Palafox Associates, the winning bidder of the Dominican Hill Heritage Site conservation plan, conducted a stakeholder consultation meeting at Ridgewood Hotel on April 11.

The stakeholders were asked of their insights and vision about the Dominican Hill Heritage Site for the preparation of a detailed engineering study and conservation management plan.

Participants to the event were from the National Commission for Culture and the Arts, academe, government, barangay officials of Dominican-Mirador, and other agencies.

Palafox Associates first laid out its plans for the heritage site and provided five workshops to gather the opinions of the stakeholders in the management of the site.

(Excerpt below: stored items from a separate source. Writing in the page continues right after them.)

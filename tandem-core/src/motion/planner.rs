//! Pending moves handed over by the motion planner
//!
//! The planner owns look-ahead and velocity profiling. The kinematics only
//! see one pending move at a time and may tighten its speed and
//! acceleration ceilings before it is queued.

use super::position::{Axis, EXTRUDER_INDEX};

/// A pending toolhead move in `[x, y, z, e]` coordinates
#[derive(Debug, Clone, Copy, PartialEq)]
#[cfg_attr(feature = "defmt", derive(defmt::Format))]
pub struct Move {
    /// Position at the start of the move
    pub start_pos: [f64; 4],
    /// Position at the end of the move
    pub end_pos: [f64; 4],
    /// Per-slot displacement (`end_pos - start_pos`)
    pub axes_d: [f64; 4],
    /// Combined displacement magnitude
    ///
    /// Euclidean length of the XYZ displacement, or the extruder
    /// displacement for extrude-only moves.
    pub move_d: f64,
    /// Velocity ceiling in mm/s
    max_velocity: f64,
    /// Acceleration ceiling in mm/s²
    accel: f64,
}

impl Move {
    /// Build a move between two positions with the planner's initial ceilings
    pub fn new(start_pos: [f64; 4], end_pos: [f64; 4], speed: f64, accel: f64) -> Self {
        let mut axes_d = [0.0; 4];
        for (d, (end, start)) in axes_d.iter_mut().zip(end_pos.iter().zip(start_pos.iter())) {
            *d = end - start;
        }

        let xyz_d2 = axes_d[0] * axes_d[0] + axes_d[1] * axes_d[1] + axes_d[2] * axes_d[2];
        let move_d = if xyz_d2 > 0.0 {
            xyz_d2.sqrt()
        } else {
            axes_d[EXTRUDER_INDEX].abs()
        };

        Self {
            start_pos,
            end_pos,
            axes_d,
            move_d,
            max_velocity: speed,
            accel,
        }
    }

    /// Displacement along one kinematic axis
    pub fn axis_delta(&self, axis: Axis) -> f64 {
        self.axes_d[axis.index()]
    }

    /// End position along one kinematic axis
    pub fn axis_end(&self, axis: Axis) -> f64 {
        self.end_pos[axis.index()]
    }

    /// Whether the move has any X or Y component
    pub fn has_xy(&self) -> bool {
        self.axes_d[0] != 0.0 || self.axes_d[1] != 0.0
    }

    /// Whether the move has a Z component
    pub fn has_z(&self) -> bool {
        self.axes_d[2] != 0.0
    }

    /// Whether the move changes the toolhead's XYZ position at all
    pub fn is_kinematic(&self) -> bool {
        self.has_xy() || self.has_z()
    }

    /// Current velocity ceiling
    pub fn max_velocity(&self) -> f64 {
        self.max_velocity
    }

    /// Current acceleration ceiling
    pub fn accel(&self) -> f64 {
        self.accel
    }

    /// Tighten the velocity and acceleration ceilings
    ///
    /// Ceilings only ever go down; a looser request leaves the current
    /// value in place.
    pub fn limit_speed(&mut self, speed: f64, accel: f64) {
        if speed < self.max_velocity {
            self.max_velocity = speed;
        }
        if accel < self.accel {
            self.accel = accel;
        }
    }
}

The first activity was a SWOC (strengths, weakness, opportunities, challenges) analysis. Stakeholders perceive the site’s cultural and historical value as Unesco’s heritage site, spiritual ambiance, 360-degree view of the city, and environmental appeal as its strength. They find the site a potential creative hub and an event venue for local, national, and international creatives which could provide opportunities for local businessmen.

Concerns of the stakeholders were its structural integrity due to its weathered state, soil conditions which may cause landslides and sinkholes, accessibility due to narrow road networks, safety and security due to vandalism, and the possibility that it may too “tourist-centered” which might not be enjoyed by the locals.

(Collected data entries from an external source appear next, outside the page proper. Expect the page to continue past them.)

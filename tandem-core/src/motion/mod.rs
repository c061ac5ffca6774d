//! Motion types
//!
//! Axis identifiers and the pending-move type exchanged with the planner.

pub mod planner;
pub mod position;

pub use planner::Move;
pub use position::{Axis, EXTRUDER_INDEX, NUM_AXES};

Challenges raised were tourist influx which could affect waste management, air quality, noise pollution, and traffic problems, its potential for mass casualty, commercialization, buildings encroaching the area and political instability due to conflicting interests of stakeholders.

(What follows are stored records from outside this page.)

//! Error types
//!
//! Move rejections and homing failures are recoverable and abort only the
//! offending request. Configuration errors are fatal at setup.

use core::fmt;

use crate::motion::Axis;

/// A pending move was rejected by the boundary checks
#[derive(Debug, Clone, Copy, PartialEq)]
#[cfg_attr(feature = "defmt", derive(defmt::Format))]
pub enum MoveError {
    /// Target axis has not been homed since the motors were last enabled
    NotHomed {
        /// Offending axis
        axis: Axis,
        /// Requested end position
        end_pos: [f64; 4],
    },
    /// Target position lies outside the homed travel range
    Boundary {
        /// Offending axis
        axis: Axis,
        /// Requested end position
        end_pos: [f64; 4],
    },
}

impl MoveError {
    /// Axis that failed the check
    pub fn axis(&self) -> Axis {
        match self {
            MoveError::NotHomed { axis, .. } | MoveError::Boundary { axis, .. } => *axis,
        }
    }

    /// End position of the rejected move
    pub fn end_pos(&self) -> [f64; 4] {
        match self {
            MoveError::NotHomed { end_pos, .. } | MoveError::Boundary { end_pos, .. } => *end_pos,
        }
    }
}

impl fmt::Display for MoveError {
    fn fmt(&self, f: &mut fmt::Formatter<'_>) -> fmt::Result {
        let p = self.end_pos();
        let reason = match self {
            MoveError::NotHomed { .. } => "Must home axis first",
            MoveError::Boundary { .. } => "Move out of range",
        };
        write!(
            f,
            "{}: {:.3} {:.3} {:.3} [{:.3}]",
            reason, p[0], p[1], p[2], p[3]
        )
    }
}

impl std::error::Error for MoveError {}

/// A homing probe did not behave as expected
#[derive(Debug, Clone, Copy, PartialEq, Eq)]
#[cfg_attr(feature = "defmt", derive(defmt::Format))]
pub enum HomingError {
    /// The endstop never triggered during the probe move
    EndstopNotTriggered {
        /// Axis being homed
        axis: Axis,
    },
    /// The endstop was already triggered before the probe move started
    TriggeredEarly {
        /// Axis being homed
        axis: Axis,
    },
}

impl HomingError {
    /// Axis being homed when the failure happened
    pub fn axis(&self) -> Axis {
        match self {
            HomingError::EndstopNotTriggered { axis } | HomingError::TriggeredEarly { axis } => {
                *axis
            }
        }
    }
}

impl fmt::Display for HomingError {
    fn fmt(&self, f: &mut fmt::Formatter<'_>) -> fmt::Result {
        match self {
            HomingError::EndstopNotTriggered { axis } => {
                write!(f, "No trigger on {} after full movement", axis)
            }
            HomingError::TriggeredEarly { axis } => {
                write!(f, "Endstop {} still triggered before homing move", axis)
            }
        }
    }
}

impl std::error::Error for HomingError {}

/// Configuration rejected at setup
#[derive(Debug, Clone, Copy, PartialEq)]
#[cfg_attr(feature = "defmt", derive(defmt::Format))]
pub enum ConfigError {
    /// No `dual_carriage` section or no rail supplied for it
    MissingDualCarriage,
    /// Dual carriage configured on an axis other than X
    UnsupportedDualCarriageAxis(Axis),
    /// `max_z_velocity` must be above zero and at most the toolhead maximum
    InvalidZVelocity(f64),
    /// `max_z_accel` must be above zero and at most the toolhead maximum
    InvalidZAccel(f64),
    /// Rail `position_min` is above `position_max`
    InvalidRange {
        /// Rail slot (X, Y, Z; dual carriage reports X)
        axis: Axis,
    },
    /// Rail `position_endstop` lies outside `[position_min, position_max]`
    EndstopOutOfRange {
        /// Rail slot (X, Y, Z; dual carriage reports X)
        axis: Axis,
    },
    /// Endstop sits mid-travel and no homing direction was given
    AmbiguousHomingDirection {
        /// Rail slot (X, Y, Z; dual carriage reports X)
        axis: Axis,
    },
    /// Stored configuration version does not match this build
    VersionMismatch(u8),
    /// Binary configuration could not be decoded
    Deserialize,
    /// Binary configuration could not be encoded
    Serialize,
    /// TOML configuration could not be parsed
    TomlParse,
}

impl fmt::Display for ConfigError {
    fn fmt(&self, f: &mut fmt::Formatter<'_>) -> fmt::Result {
        match self {
            ConfigError::MissingDualCarriage => {
                write!(f, "Core-XY kinematics need a dual_carriage section for the X axis")
            }
            ConfigError::UnsupportedDualCarriageAxis(axis) => write!(
                f,
                "Core-XY kinematics support only a dual_carriage on the X axis (got {})",
                axis
            ),
            ConfigError::InvalidZVelocity(v) => write!(f, "Invalid max_z_velocity {:.3}", v),
            ConfigError::InvalidZAccel(v) => write!(f, "Invalid max_z_accel {:.3}", v),
            ConfigError::InvalidRange { axis } => {
                write!(f, "Rail {}: position_min above position_max", axis)
            }
            ConfigError::EndstopOutOfRange { axis } => write!(
                f,
                "Rail {}: position_endstop must be between position_min and position_max",
                axis
            ),
            ConfigError::AmbiguousHomingDirection { axis } => {
                write!(f, "Rail {}: unable to infer homing_positive_dir", axis)
            }
            ConfigError::VersionMismatch(v) => {
                write!(f, "Config version mismatch: found {}", v)
            }
            ConfigError::Deserialize => write!(f, "Invalid binary configuration"),
            ConfigError::Serialize => write!(f, "Configuration could not be encoded"),
            ConfigError::TomlParse => write!(f, "Invalid TOML configuration"),
        }
    }
}

impl std::error::Error for ConfigError {}

/// Umbrella error for the public kinematics entry points
#[derive(Debug, Clone, Copy, PartialEq)]
#[cfg_attr(feature = "defmt", derive(defmt::Format))]
pub enum KinematicsError {
    /// Move rejected
    Move(MoveError),
    /// Homing failed
    Homing(HomingError),
    /// Setup rejected
    Config(ConfigError),
    /// Carriage index other than 0 or 1
    InvalidCarriage(u8),
}

impl From<MoveError> for KinematicsError {
    fn from(e: MoveError) -> Self {
        KinematicsError::Move(e)
    }
}

impl From<HomingError> for KinematicsError {
    fn from(e: HomingError) -> Self {
        KinematicsError::Homing(e)
    }
}

impl From<ConfigError> for KinematicsError {
    fn from(e: ConfigError) -> Self {
        KinematicsError::Config(e)
    }
}

impl fmt::Display for KinematicsError {
    fn fmt(&self, f: &mut fmt::Formatter<'_>) -> fmt::Result {
        match self {
            KinematicsError::Move(e) => e.fmt(f),
            KinematicsError::Homing(e) => e.fmt(f),
            KinematicsError::Config(e) => e.fmt(f),
            KinematicsError::InvalidCarriage(i) => {
                write!(f, "Invalid carriage {} (expected 0 or 1)", i)
            }
        }
    }
}

impl std::error::Error for KinematicsError {}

Palafox’s task is to preserve the building’s appeal while ensuring its historical value is not diminished.

The second workshop was a visioning workshop. The stakeholders were asked to think words that would best describe their vision for the heritage site. A word cloud was created to show the most common answers submitted. Among the submissions were the words sustainable, creative, and culture which calls for sustainable tourism that preserves culture and embraces creativity.

The third workshop gathered the community’s aspirations on what they want to preserve, change, and create for the heritage site.

Majority of the stakeholders prefer to preserve the original architectural and interior design to maintain its heritage value.

They also would like to preserve its natural topography and the 360-degree view as one of its main features.

Among the things that they want to add were creative spaces like museums for exhibits, greeneries for vibrancy, smart systems for security, and road-widening or other means of transportation for accessibility.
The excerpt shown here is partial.